This year’s edition of the Fritz Gerber Award will be presented to three young musicians who will participate in the Lucerne Festival Academy as part of the 2023 Summer Festival: the cellist Elide Sulsenti, the trombonist Romain Nussbaumer, and percussionist Noah Rosen. Since 2015, this prestigious sponsorship prize has been awarded annually to young, highly talented artists. It includes a scholarship valued at CHF 10,000, which enables the winners to participate in the Academy, as well as an additional cash prize of CHF 10,000.
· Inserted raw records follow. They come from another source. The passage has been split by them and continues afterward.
/// Errors from the notification subsystem.
///
/// A delivery failure is logged and dropped by the caller; it never
/// interrupts a collection cycle.
#[derive(Debug, thiserror::Error)]
pub enum NotifyError {
    /// The HTTP request to the notification endpoint failed.
    #[error("Notify: HTTP request failed: {0}")]
    Http(#[from] reqwest::Error),

    /// The endpoint answered with a non-success response.
    #[error("Notify: API error from {service}: status={status}, body={body}")]
    Api {
        service: String,
        status: u16,
        body: String,
    },
}

pub type Result<T> = std::result::Result<T, NotifyError>;
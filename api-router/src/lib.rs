use api_state::ApiState;
use axum::{
    extract::FromRef,
    middleware::from_fn_with_state,
    routing::{get, post, put},
    Router,
};
use middleware_api_auth::api_auth;
use routes::{
    ask::ask, liveness::live, priority::set_priority, readiness::ready, search::search,
    sync::trigger_sync, top_queries::top_queries,
};

pub mod api_state;
pub mod error;
mod middleware_api_auth;
mod routes;

/// Router for API functionality, version 1
pub fn api_routes_v1<S>(app_state: &ApiState) -> Router<S>
where
    S: Clone + Send + Sync + 'static,
    ApiState: FromRef<S>,
{
    // Public endpoints: probes plus the two reader-facing surfaces that
    // the published site calls directly.
    let public = Router::new()
        .route("/ready", get(ready))
        .route("/live", get(live))
        .route("/search", get(search))
        .route("/ask", post(ask));

    // Operator endpoints (require auth when an API key is configured)
    let protected = Router::new()
        .route("/sync", post(trigger_sync))
        .route("/content/{external_id}/priority", put(set_priority))
        .route("/queries/top", get(top_queries))
        .route_layer(from_fn_with_state(app_state.clone(), api_auth));

    public.merge(protected)
}
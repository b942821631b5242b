use std::{sync::Arc, time::Duration};

use common::{
    storage::db::SurrealDbClient,
    utils::{config::get_config, embedding::EmbeddingProvider},
};
use retrieval_pipeline::cache::SearchCache;
use sync_pipeline::{run_sync_scheduler, HttpContentSource, SyncPipeline};
use tracing::info;
use tracing_subscriber::{fmt, prelude::*, EnvFilter};

#[tokio::main]
async fn main() -> Result<(), Box<dyn std::error::Error>> {
    // Set up tracing
    tracing_subscriber::registry()
        .with(fmt::layer())
        .with(EnvFilter::from_default_env())
        .try_init()
        .ok();

    let config = get_config()?;

    let db = Arc::new(
        SurrealDbClient::new(
            &config.surrealdb_address,
            &config.surrealdb_username,
            &config.surrealdb_password,
            &config.surrealdb_namespace,
            &config.surrealdb_database,
        )
        .await?,
    );

    db.ensure_initialized().await?;

    let openai_client = Arc::new(async_openai::Client::with_config(
        async_openai::config::OpenAIConfig::new()
            .with_api_key(&config.openai_api_key)
            .with_api_base(&config.openai_base_url),
    ));

    let embedding_provider =
        Arc::new(EmbeddingProvider::from_config(&config, Some(openai_client))?);

    // No HTTP surface here. The cache only absorbs the pipeline's
    // invalidation calls; server processes bound staleness with their
    // own cache TTL.
    let cache = Arc::new(SearchCache::new(Duration::from_secs(
        config.search_cache_ttl_secs,
    )));

    let source = Arc::new(HttpContentSource::new(&config.content_source_url)?);
    let pipeline = Arc::new(SyncPipeline::new(
        db,
        source,
        embedding_provider,
        cache,
        config.sync_page_size,
        config.prune_missing,
    ));

    info!(
        interval_secs = config.sync_interval_secs,
        "Starting sync worker"
    );
    run_sync_scheduler(
        pipeline,
        Duration::from_secs(config.sync_interval_secs),
    )
    .await;

    Ok(())
}
use std::{
    collections::hash_map::DefaultHasher,
    hash::{Hash, Hasher},
    sync::Arc,
    time::Duration,
};

use async_openai::{types::CreateEmbeddingRequestArgs, Client};
use tracing::debug;

use crate::{
    error::AppError,
    utils::config::{AppConfig, EmbeddingBackend},
};

/// Produces embedding vectors for queries and content items.
///
/// Provider failures and timeouts surface as [`AppError::Embedding`] so
/// callers can decide whether the call is fatal (search) or deferrable
/// (sync backfill) without inspecting transport details.
#[derive(Clone)]
pub struct EmbeddingProvider {
    inner: EmbeddingInner,
    timeout: Duration,
}

#[derive(Clone)]
enum EmbeddingInner {
    OpenAI {
        client: Arc<Client<async_openai::config::OpenAIConfig>>,
        model: String,
        dimensions: u32,
    },
    Hashed {
        dimension: usize,
    },
    #[cfg(any(test, feature = "test-utils"))]
    Failing,
}

impl EmbeddingProvider {
    pub fn from_config(
        config: &AppConfig,
        client: Option<Arc<Client<async_openai::config::OpenAIConfig>>>,
    ) -> Result<Self, AppError> {
        let timeout = Duration::from_secs(config.embed_timeout_secs);
        match config.embedding_backend {
            EmbeddingBackend::OpenAI => {
                let client = client.ok_or_else(|| {
                    AppError::Validation(
                        "The openai embedding backend requires an OpenAI client".to_string(),
                    )
                })?;
                Ok(Self::new_openai(
                    client,
                    config.embedding_model.clone(),
                    config.embedding_dimensions,
                    timeout,
                ))
            }
            EmbeddingBackend::Hashed => {
                Ok(Self::new_hashed(config.embedding_dimensions as usize))
            }
        }
    }

    pub fn new_openai(
        client: Arc<Client<async_openai::config::OpenAIConfig>>,
        model: String,
        dimensions: u32,
        timeout: Duration,
    ) -> Self {
        EmbeddingProvider {
            inner: EmbeddingInner::OpenAI {
                client,
                model,
                dimensions,
            },
            timeout,
        }
    }

    pub fn new_hashed(dimension: usize) -> Self {
        EmbeddingProvider {
            inner: EmbeddingInner::Hashed {
                dimension: dimension.max(1),
            },
            timeout: Duration::from_secs(1),
        }
    }

    /// Backend that fails every call, for exercising degraded paths.
    #[cfg(any(test, feature = "test-utils"))]
    pub fn new_failing() -> Self {
        EmbeddingProvider {
            inner: EmbeddingInner::Failing,
            timeout: Duration::from_secs(1),
        }
    }

    pub fn backend_label(&self) -> &'static str {
        match self.inner {
            EmbeddingInner::Hashed { .. } => "hashed",
            EmbeddingInner::OpenAI { .. } => "openai",
            #[cfg(any(test, feature = "test-utils"))]
            EmbeddingInner::Failing => "failing",
        }
    }

    pub fn dimension(&self) -> usize {
        match &self.inner {
            EmbeddingInner::Hashed { dimension } => *dimension,
            EmbeddingInner::OpenAI { dimensions, .. } => *dimensions as usize,
            #[cfg(any(test, feature = "test-utils"))]
            EmbeddingInner::Failing => 0,
        }
    }

    pub async fn embed(&self, text: &str) -> Result<Vec<f32>, AppError> {
        match &self.inner {
            EmbeddingInner::Hashed { dimension } => Ok(hashed_embedding(text, *dimension)),
            #[cfg(any(test, feature = "test-utils"))]
            EmbeddingInner::Failing => Err(AppError::Embedding(
                "Embedding backend is configured to fail".to_string(),
            )),
            EmbeddingInner::OpenAI {
                client,
                model,
                dimensions,
            } => {
                let request = CreateEmbeddingRequestArgs::default()
                    .model(model.clone())
                    .input([text])
                    .dimensions(*dimensions)
                    .build()
                    .map_err(|err| AppError::Embedding(err.to_string()))?;

                let response =
                    tokio::time::timeout(self.timeout, client.embeddings().create(request))
                        .await
                        .map_err(|_| {
                            AppError::Embedding(format!(
                                "Embedding call timed out after {}s",
                                self.timeout.as_secs()
                            ))
                        })?
                        .map_err(|err| AppError::Embedding(err.to_string()))?;

                let embedding = response
                    .data
                    .first()
                    .ok_or_else(|| {
                        AppError::Embedding("No embedding data received from API".to_string())
                    })?
                    .embedding
                    .clone();

                debug!(
                    "Embedding was created with {:?} dimensions",
                    embedding.len()
                );

                Ok(embedding)
            }
        }
    }
}

// Helper functions for hashed embeddings
fn hashed_embedding(text: &str, dimension: usize) -> Vec<f32> {
    let dim = dimension.max(1);
    let mut vector = vec![0.0f32; dim];
    if text.is_empty() {
        return vector;
    }

    for token in tokens(text) {
        let idx = bucket(&token, dim);
        vector[idx] += 1.0;
    }

    let norm = vector.iter().map(|v| v * v).sum::<f32>().sqrt();
    if norm > 0.0 {
        for value in &mut vector {
            *value /= norm;
        }
    }

    vector
}

fn tokens(text: &str) -> impl Iterator<Item = String> + '_ {
    text.split(|c: char| !c.is_ascii_alphanumeric())
        .filter(|token| !token.is_empty())
        .map(|token| token.to_ascii_lowercase())
}

fn bucket(token: &str, dimension: usize) -> usize {
    let mut hasher = DefaultHasher::new();
    token.hash(&mut hasher);
    (hasher.finish() as usize) % dimension
}

#[cfg(test)]
mod tests {
    use super::*;

    #[test]
    fn hashed_vectors_are_deterministic_and_normalized() {
        let a = hashed_embedding("rust async runtimes", 32);
        let b = hashed_embedding("rust async runtimes", 32);
        assert_eq!(a, b);
        assert_eq!(a.len(), 32);

        let norm = a.iter().map(|v| v * v).sum::<f32>().sqrt();
        assert!((norm - 1.0).abs() < 1e-5);
    }

    #[test]
    fn empty_text_yields_a_zero_vector() {
        let vector = hashed_embedding("", 8);
        assert!(vector.iter().all(|v| *v == 0.0));
    }

    #[tokio::test]
    async fn failing_backend_reports_embedding_errors() {
        let provider = EmbeddingProvider::new_failing();
        let result = provider.embed("anything").await;
        assert!(matches!(result, Err(AppError::Embedding(_))));
    }
}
The cellist Elide Sulsenti was born in Catania in 1999. She studied at the Conservatorio di Musica di Cagliari with Oscar Piastrelloni and at the Franz Liszt Academy of Music in Budapest with Miklos Perenyi, among others. She is currently completing her studies at the Conservatorio della Svizzera italiana in Lugano with Enrico Dinda. Sulsenti has performed as a soloist and chamber musician at numerous festivals, including the Contemporary Cello Week in Turin in 2022. She was a member of the International Ensemble Modern Academy (IEMA) in Frankfurt. The percussionist Noah Rosen, who was born in Boston in 1995, also specializes in contemporary music and is a student at the Basel Music Academy with Christian Dierstein and at the Boston Conservatory; in recent years he has taken part in numerous recordings and concerts with the Ensemble Modern. Since 2021, he has also been playing with the Frankfurt-based ensemble Diaphonix, which focuses on multimedia and interdisciplinary performance. The Swiss trombonist Romain Nussbaumer, who was born in 1999 in the canton of Neuchâtel, is currently studying with David Bruchez-Lalli at the Zurich University of the Arts (ZHdK). He has been engaged as an extra by the Tonhalle Orchestra Zurich and the Musikkollegium Winterthur and is active in a wide variety of ensembles, including the Aeria Brass Quintet, the Swiss Symphony Orchestra, and the Balkan klezmer-gypsy band Otrava.

Musicians can apply for the Fritz Gerber Award by answering the open call for applications. The jury consists of Michael Haefliger, Executive and Artistic Director of Lucerne Festival, and the composer and conductor Heinz Holliger. Young artists up to the age of 28 who have Swiss citizenship or have lived in Switzerland for at least three years are eligible to apply.

The Fritz Gerber Foundation for Gifted Young People has been operating since 1999. It sponsors gifted young people in the fields of skilled crafts and trades, culture, and athletics. Support is provided in the form of financial contributions to education, including training and continuing education. Over the past 24 years, the Foundation has supported around 2,650 young people with a total of more than
CHF 31.7 million.

The Lucerne Festival Academy was founded in 2004 by Pierre Boulez together with Executive and Artistic Director Michael Haefliger. Wolfgang Rihm has been the Academy’s Artistic Director since the summer of 2016. Every summer, musicians from all over the world gather to study contemporary scores and modern classics and, together with former students, join to form the Lucerne Festival Contemporary Orchestra (LFCO).